Kapuspenkum Kejagung Harli Siregar menyatakan, “Terkait bapak Presiden tentu kita sangat mendukung apa yang sudah dinyatakan beliau. Kami sangat responsif tentang pernyataan beliau yang menyatakan bahwa koneksi putusan pengadilan terkait terdakwa HM masih sangat begitu ringan dibanding dengan tuntutan JPU,” kata Harli yang ditemui Nusantarapos di Konferensi pers Refleksi Akhir Tahun Kejagung 2024 di Jakarta (31/12/2024).
Dia menerangkan, pihak Kejagung telah melaksanakan banding atas putusan hakim tersebut.
“Kami sudah melaksanakan banding dan dilaksanakan pengadilan. Jaksa sudah menyusun terkait memori banding, kami berkomitmen salinannya masih kita tunggu. Ada catatan JPU itu kita jadikan dalil-dalil yang kita sampaikan,” paparnya.
Menurut Harli lagi, untuk menjatuhkan pidana terhadap seseorang juga harus berlandaskan kepada Undang Undang.

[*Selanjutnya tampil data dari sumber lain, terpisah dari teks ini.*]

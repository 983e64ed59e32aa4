//! Sensor configuration records as served by the collection server
//!
//! The server sends a `commandInfo` array with one record per installed
//! sensor, tagged by `"type"`. Records of types this hub link does not read
//! are kept as [`SensorRecord::Other`] and ignored by the planner.

use crate::error::{MidError, MidResult};
use mid_core::SensorId;
use mid_protocol::{ChannelConfig, UnitCommand, UnitConfig};
use serde::{Deserialize, Deserializer};

/// Top-level configuration document
#[derive(Debug, Clone, Deserialize)]
pub struct HubConfig {
    #[serde(rename = "commandInfo", default)]
    pub command_info: Vec<SensorRecord>,
}

impl HubConfig {
    /// Parse the configuration JSON
    pub fn from_json(json: &str) -> MidResult<Self> {
        serde_json::from_str(json).map_err(|e| MidError::Config(e.to_string()))
    }
}

/// One configured sensor
#[derive(Debug, Clone, PartialEq, Deserialize)]
#[serde(tag = "type")]
pub enum SensorRecord {
    #[serde(rename = "temp_rh")]
    TempHum(TempHumRecord),
    #[serde(rename = "wind")]
    Wind(SingleRecord),
    #[serde(rename = "tach")]
    Tach(SingleRecord),
    #[serde(rename = "TC")]
    Thermocouple(ThermocoupleRecord),
    #[serde(rename = "pressure")]
    PressureWide(SingleRecord),
    #[serde(rename = "pressure_narrow")]
    PressureNarrow(SingleRecord),
    #[serde(rename = "MP_T")]
    MultiPoint(MultiPointRecord),
    #[serde(other)]
    Other,
}

impl SensorRecord {
    /// Port the unit hangs off, if this is a hub sensor
    pub fn port(&self) -> Option<u8> {
        match self {
            SensorRecord::TempHum(r) => Some(r.port),
            SensorRecord::Wind(r)
            | SensorRecord::Tach(r)
            | SensorRecord::PressureWide(r)
            | SensorRecord::PressureNarrow(r) => Some(r.port),
            SensorRecord::Thermocouple(r) => Some(r.port),
            SensorRecord::MultiPoint(r) => Some(r.port),
            SensorRecord::Other => None,
        }
    }

    /// Command, port and unit of sensors read by one plain hub command
    pub fn unit(&self) -> Option<(UnitCommand, u8, UnitConfig)> {
        let (command, port, address, channels) = match self {
            SensorRecord::TempHum(r) => (UnitCommand::TempHum, r.port, r.address, r.channels()),
            SensorRecord::Wind(r) => (UnitCommand::Wind, r.port, r.address, r.channels()),
            SensorRecord::Tach(r) => (UnitCommand::Tach, r.port, r.address, r.channels()),
            SensorRecord::Thermocouple(r) => {
                (UnitCommand::Thermocouple, r.port, r.address, r.channels())
            }
            SensorRecord::PressureWide(r) => {
                (UnitCommand::PressureWide, r.port, r.address, r.channels())
            }
            SensorRecord::PressureNarrow(r) => {
                (UnitCommand::PressureNarrow, r.port, r.address, r.channels())
            }
            SensorRecord::MultiPoint(_) | SensorRecord::Other => return None,
        };
        Some((command, port, UnitConfig::with_channels(address, channels)))
    }
}

/// Temperature / humidity unit: two sensors behind one address
#[derive(Debug, Clone, PartialEq, Deserialize)]
pub struct TempHumRecord {
    pub temp_id: SensorId,
    pub rh_id: SensorId,
    pub port: u8,
    #[serde(rename = "addy")]
    pub address: u16,
    #[serde(default)]
    pub temp_convert: Option<String>,
    #[serde(default)]
    pub rh_convert: Option<String>,
    #[serde(default, deserialize_with = "lenient_f64")]
    pub temp_bias: f64,
    #[serde(default, deserialize_with = "lenient_f64")]
    pub rh_bias: f64,
    #[serde(default)]
    pub smooth: bool,
}

impl TempHumRecord {
    pub fn channels(&self) -> Vec<ChannelConfig> {
        vec![
            channel(Some(self.temp_id), &self.temp_convert, self.temp_bias, self.smooth),
            channel(Some(self.rh_id), &self.rh_convert, self.rh_bias, self.smooth),
        ]
    }
}

/// Unit with a single sensor (wind, tach, pressure)
#[derive(Debug, Clone, PartialEq, Deserialize)]
pub struct SingleRecord {
    pub sensor_id: SensorId,
    pub port: u8,
    #[serde(rename = "addy")]
    pub address: u16,
    #[serde(default)]
    pub convert: Option<String>,
    #[serde(default, deserialize_with = "lenient_f64")]
    pub bias: f64,
    #[serde(default)]
    pub smooth: bool,
}

impl SingleRecord {
    pub fn channels(&self) -> Vec<ChannelConfig> {
        vec![channel(Some(self.sensor_id), &self.convert, self.bias, self.smooth)]
    }
}

/// Dual thermocouple unit; either input may be unused
#[derive(Debug, Clone, PartialEq, Deserialize)]
pub struct ThermocoupleRecord {
    #[serde(rename = "A_id", default)]
    pub a_id: Option<SensorId>,
    #[serde(rename = "B_id", default)]
    pub b_id: Option<SensorId>,
    pub port: u8,
    #[serde(rename = "addy")]
    pub address: u16,
    #[serde(rename = "A_convert", default)]
    pub a_convert: Option<String>,
    #[serde(rename = "B_convert", default)]
    pub b_convert: Option<String>,
    #[serde(rename = "A_bias", default, deserialize_with = "lenient_f64")]
    pub a_bias: f64,
    #[serde(rename = "B_bias", default, deserialize_with = "lenient_f64")]
    pub b_bias: f64,
}

impl ThermocoupleRecord {
    pub fn channels(&self) -> Vec<ChannelConfig> {
        vec![
            channel(self.a_id.filter(|&id| id != 0), &self.a_convert, self.a_bias, false),
            channel(self.b_id.filter(|&id| id != 0), &self.b_convert, self.b_bias, false),
        ]
    }
}

/// One probe on a multi-point cable
#[derive(Debug, Clone, PartialEq, Deserialize)]
pub struct MultiPointRecord {
    pub sensor_id: SensorId,
    pub port: u8,
    #[serde(rename = "addy")]
    pub address: u16,
    /// JSON document `{"ch": n, "addrs": ["hex", ...]}` embedded as a string
    #[serde(default)]
    pub sensor_extra_info: Option<String>,
}

/// Decoded `sensor_extra_info` of a multi-point probe
#[derive(Debug, Clone, PartialEq, Eq)]
pub struct MultiPointExtra {
    pub channel: u8,
    /// Bus addresses this sensor id may answer from; empty when not assigned
    pub bus_addresses: Vec<u64>,
}

#[derive(Deserialize)]
struct RawExtra {
    ch: u8,
    #[serde(default)]
    addrs: Vec<String>,
}

impl MultiPointRecord {
    /// Decode the embedded extra info; `Ok(None)` when it is absent or empty
    pub fn extra(&self) -> MidResult<Option<MultiPointExtra>> {
        let text = match self.sensor_extra_info.as_deref().map(str::trim) {
            None | Some("") => return Ok(None),
            Some(text) => text,
        };
        let value: serde_json::Value = serde_json::from_str(text)
            .map_err(|e| MidError::Config(format!("sensor {} extra info: {}", self.sensor_id, e)))?;
        if value.is_null() || value.as_object().is_some_and(|o| o.is_empty()) {
            return Ok(None);
        }

        let raw: RawExtra = serde_json::from_value(value)
            .map_err(|e| MidError::Config(format!("sensor {} extra info: {}", self.sensor_id, e)))?;
        let bus_addresses = raw
            .addrs
            .iter()
            .map(String::as_str)
            .map(parse_bus_address)
            .collect::<MidResult<Vec<_>>>()?;
        Ok(Some(MultiPointExtra {
            channel: raw.ch,
            bus_addresses,
        }))
    }
}

/// Parse a hex bus address, with or without a `0x` prefix
pub fn parse_bus_address(text: &str) -> MidResult<u64> {
    let digits = text
        .trim()
        .trim_start_matches("0x")
        .trim_start_matches("0X");
    u64::from_str_radix(digits, 16)
        .map_err(|e| MidError::Config(format!("bad bus address '{}': {}", text, e)))
}

fn channel(
    sensor_id: Option<SensorId>,
    formula: &Option<String>,
    bias: f64,
    smooth: bool,
) -> ChannelConfig {
    let mut config = match sensor_id {
        Some(id) => ChannelConfig::new(id),
        None => ChannelConfig::unassigned(),
    }
    .with_bias(bias);
    if let Some(formula) = formula {
        config = config.with_formula(formula.as_str());
    }
    if smooth {
        config = config.smoothed();
    }
    config
}

/// Biases arrive as numbers, numeric strings or null
fn lenient_f64<'de, D>(deserializer: D) -> Result<f64, D::Error>
where
    D: Deserializer<'de>,
{
    #[derive(Deserialize)]
    #[serde(untagged)]
    enum Lenient {
        Number(f64),
        Text(String),
        Null(Option<()>),
    }

    match Lenient::deserialize(deserializer)? {
        Lenient::Number(n) => Ok(n),
        Lenient::Text(s) if s.trim().is_empty() => Ok(0.0),
        Lenient::Text(s) => s.trim().parse().map_err(serde::de::Error::custom),
        Lenient::Null(_) => Ok(0.0),
    }
}

#[cfg(test)]
mod tests {
    use super::*;

    const CONFIG: &str = r#"{
        "commandInfo": [
            {"type": "temp_rh", "temp_id": 10, "rh_id": 11, "port": 1, "addy": 1007,
             "temp_convert": "", "rh_convert": "x", "temp_bias": "0.5", "rh_bias": 0},
            {"type": "wind", "sensor_id": 20, "port": 2, "addy": 3, "convert": "x*0.1", "bias": null},
            {"type": "TC", "A_id": 30, "B_id": null, "port": 3, "addy": 4,
             "A_convert": "x/4", "B_convert": "", "A_bias": 0, "B_bias": 0},
            {"type": "MP_T", "sensor_id": 40, "port": 4, "addy": 9,
             "sensor_extra_info": "{\"ch\": 2, \"addrs\": [\"28FF0011AA\", \"0x28ff0022bb\"]}"},
            {"type": "VFD", "device_type_id": 3}
        ]
    }"#;

    #[test]
    fn test_parse_command_info() {
        let config = HubConfig::from_json(CONFIG).unwrap();
        assert_eq!(config.command_info.len(), 5);
        assert_eq!(config.command_info[4], SensorRecord::Other);

        let SensorRecord::TempHum(trh) = &config.command_info[0] else {
            panic!("expected temp_rh record");
        };
        let channels = trh.channels();
        assert_eq!(channels[0].bias, 0.5);
        assert!(channels[0].formula.is_none());
        assert_eq!(channels[1].formula.as_deref(), Some("x"));

        let SensorRecord::Wind(wind) = &config.command_info[1] else {
            panic!("expected wind record");
        };
        assert_eq!(wind.bias, 0.0);
        assert_eq!(wind.port, 2);
    }

    #[test]
    fn test_thermocouple_unused_input() {
        let config = HubConfig::from_json(CONFIG).unwrap();
        let SensorRecord::Thermocouple(tc) = &config.command_info[2] else {
            panic!("expected TC record");
        };
        let channels = tc.channels();
        assert_eq!(channels[0].sensor_id, Some(30));
        assert_eq!(channels[1].sensor_id, None);
    }

    #[test]
    fn test_multi_point_extra() {
        let config = HubConfig::from_json(CONFIG).unwrap();
        let SensorRecord::MultiPoint(mp) = &config.command_info[3] else {
            panic!("expected MP_T record");
        };
        let extra = mp.extra().unwrap().unwrap();
        assert_eq!(extra.channel, 2);
        assert_eq!(extra.bus_addresses, vec![0x28FF0011AA, 0x28FF0022BB]);

        let empty = MultiPointRecord {
            sensor_id: 1,
            port: 1,
            address: 1,
            sensor_extra_info: Some("{}".to_string()),
        };
        assert_eq!(empty.extra().unwrap(), None);
    }

    #[test]
    fn test_bad_config() {
        assert!(matches!(
            HubConfig::from_json("{\"commandInfo\": 3}"),
            Err(MidError::Config(_))
        ));
        assert!(parse_bus_address("zz").is_err());
    }
}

“Jadi harus dikembalikan kepada peraturan yang ada, yaitu UU Tindak Pidana Korupsi (Tipikor),” ucapnya.
Harli melanjutkan, peran Harvey Moeis yang mengumpulkan dana seolah-olah CSR (Corporate Social Responsibility) dari lima smelter swasta yang bekerjasama dengan PT Timah itu juga patut ditelusuri lebih lanjut.
“HM hanya salah satu, apa yang menjadi peran dari ybs itu yang harus dipahami bersama. Artinya, kalau dia menginisiasikan berarti masih ada pihak lain. Kedua, dia mengumpulkan dana dari 5 smelter itu, ada Rp 400 M lebih yang dikumpulkan, tapi hakim melihat yang digunakan Rp 200 M lebih,” jelas Harli. (Arie)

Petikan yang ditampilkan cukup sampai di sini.